Trágico desencuentro de Israel y Palestina


En Medio Oriente la guerra entre árabes y judíos lleva más de cincuenta años, pero en los últimos meses las tensiones han crecido a tal nivel de gravedad que todo hace pensar en el peor de los desenlaces. Resulta increíble que se haya retrocedido tanto luego de las tratativas de paz firmadas con el aval de las Naciones Unidas y el propio gobierno norteamericano.

No se puede creer que luego de tanta sangre derramada y de tantas negociaciones diplomáticas los sectores más extremistas de uno y otro bando sean los que dirigen los acontecimientos. Los resultados de tantos desatinos y tanta obcecación están a la vista: atentados terroristas diarios, represalias sobre la población civil, violaciones de los derechos humanos, inmolaciones públicas y todo ello en una espiral de violencia que parece no tener fin.

Sería un ejercicio intelectual vano determinar quién tiene la culpa de lo que está ocurriendo. Tal como se presentan los hechos, las responsabilidades están repartidas de manera pareja y, como suele ocurrir en estos casos, la víctima del fuego cruzado es la población civil y, muy en particular, los sectores más indefensos, es decir, las mujeres y los niños.

La otra sorpresa que provoca Medio Oriente es la incapacidad de Israel y Palestina para renovar a su dirigencia. Después de décadas de guerra e intentos de pacificación resulta paradójico que la responsabilidad del poder en Palestina siga en manos de Arafat y que en Israel un personaje como Ariel Sharon sea el jefe de gobierno.

Arafat ha demostrado en los últimos años que sigue atado a sus prejuicios, al crónico doble discurso y a sus mezquinas ambiciones de poder. La Autoridad Palestina es una ficción política corrupta cuyos principales dirigentes mantienen a sus familias y a sus fortunas en Europa, mientras el pueblo cada día vive en peores condiciones y en las mezquitas los educan para la inmolación.

El desarrollo de las corrientes fundamentalistas y terroristas en Palestina se explica -entre otras causas- a partir de las debilidades y complicidades de Arafat. Para Arafat, Hamas y Hezbolá la guerra es un buen negocio y en general han demostrado que no saben ni quieren vivir en paz. Sin duda que entre ellos hay diferencias, pero a la hora de la verdad el jefe de la OLP ha sido refractario a la firma de la paz.

Israel, por su lado, ha contribuido poco y nada a serenar los ánimos. La elección de un halcón como Sharón, cuyas responsabilidades por la masacre de Sabrá y Chatila se están ventilando en un tribunal belga, demuestran los grados de miedo, histeria y fanatismo de amplios sectores de la población. Si algún judío supuso que eligiendo a Sharón se terminaban los peligros, los hechos le están demostrando lo contrario.

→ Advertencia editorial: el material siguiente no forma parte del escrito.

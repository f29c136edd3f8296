//! Story service - fetch, submit and delete stories

use std::sync::Arc;

use super::{record, LogEvent, LoggingService};
use crate::domain::result::Result;
use crate::domain::{NewStory, Story, StoryList, User};
use crate::ports::StoryApi;

/// Story service wrapping the stories resource
pub struct StoryService {
    api: Arc<dyn StoryApi>,
    logger: Option<Arc<LoggingService>>,
}

impl StoryService {
    pub fn new(api: Arc<dyn StoryApi>) -> Self {
        Self { api, logger: None }
    }

    pub fn with_logger(mut self, logger: Option<Arc<LoggingService>>) -> Self {
        self.logger = logger;
        self
    }

    /// Fetch every story from the server into a fresh list (no auth)
    pub fn get_stories(&self) -> Result<StoryList> {
        let stories = self.api.get_stories()?;
        Ok(StoryList::new(stories))
    }

    /// Post a story as `user` and append the server's copy to `list`
    ///
    /// The user's own-story cache is left alone; call
    /// [`User::add_my_story`] with the returned story.
    pub fn add_story(&self, list: &mut StoryList, user: &User, new_story: NewStory) -> Result<Story> {
        new_story.validate()?;

        let story = self.api.create_story(&user.login_token, &new_story)?;
        list.push(story.clone());

        record(
            &self.logger,
            LogEvent::new("story_added")
                .with_endpoint("POST /stories")
                .with_story(&story.story_id),
        );
        Ok(story)
    }

    /// Delete a story on the server, then drop it from `list`
    ///
    /// The user's caches are left alone; call [`User::remove_my_story`].
    pub fn remove_story(&self, list: &mut StoryList, user: &User, story_id: &str) -> Result<()> {
        self.api.delete_story(&user.login_token, story_id)?;
        list.remove(story_id);

        record(
            &self.logger,
            LogEvent::new("story_removed")
                .with_endpoint("DELETE /stories/{storyId}")
                .with_story(story_id),
        );
        Ok(())
    }
}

Parece mentira que ni el pueblo árabe ni el pueblo judío puedan encontrar un nivel de representación que les permita encauzar las negociaciones por el camino del diálogo pacífico. La experiencia de más de cinco décadas de guerra los debería haber convencidos a unos y a otros de que no hay otra alternativa que la convivencia.

Es verdad que hoy nadie habla de liquidar a la otra parte. Ningún dirigente representativo dice -por ejemplo- que desea arrojar a los judíos al mar o que aspira a barrer con la población palestina. Pero, de hecho, ésas son las veladas consignas que parecen practicar los jefes políticos y militares de ambos bandos.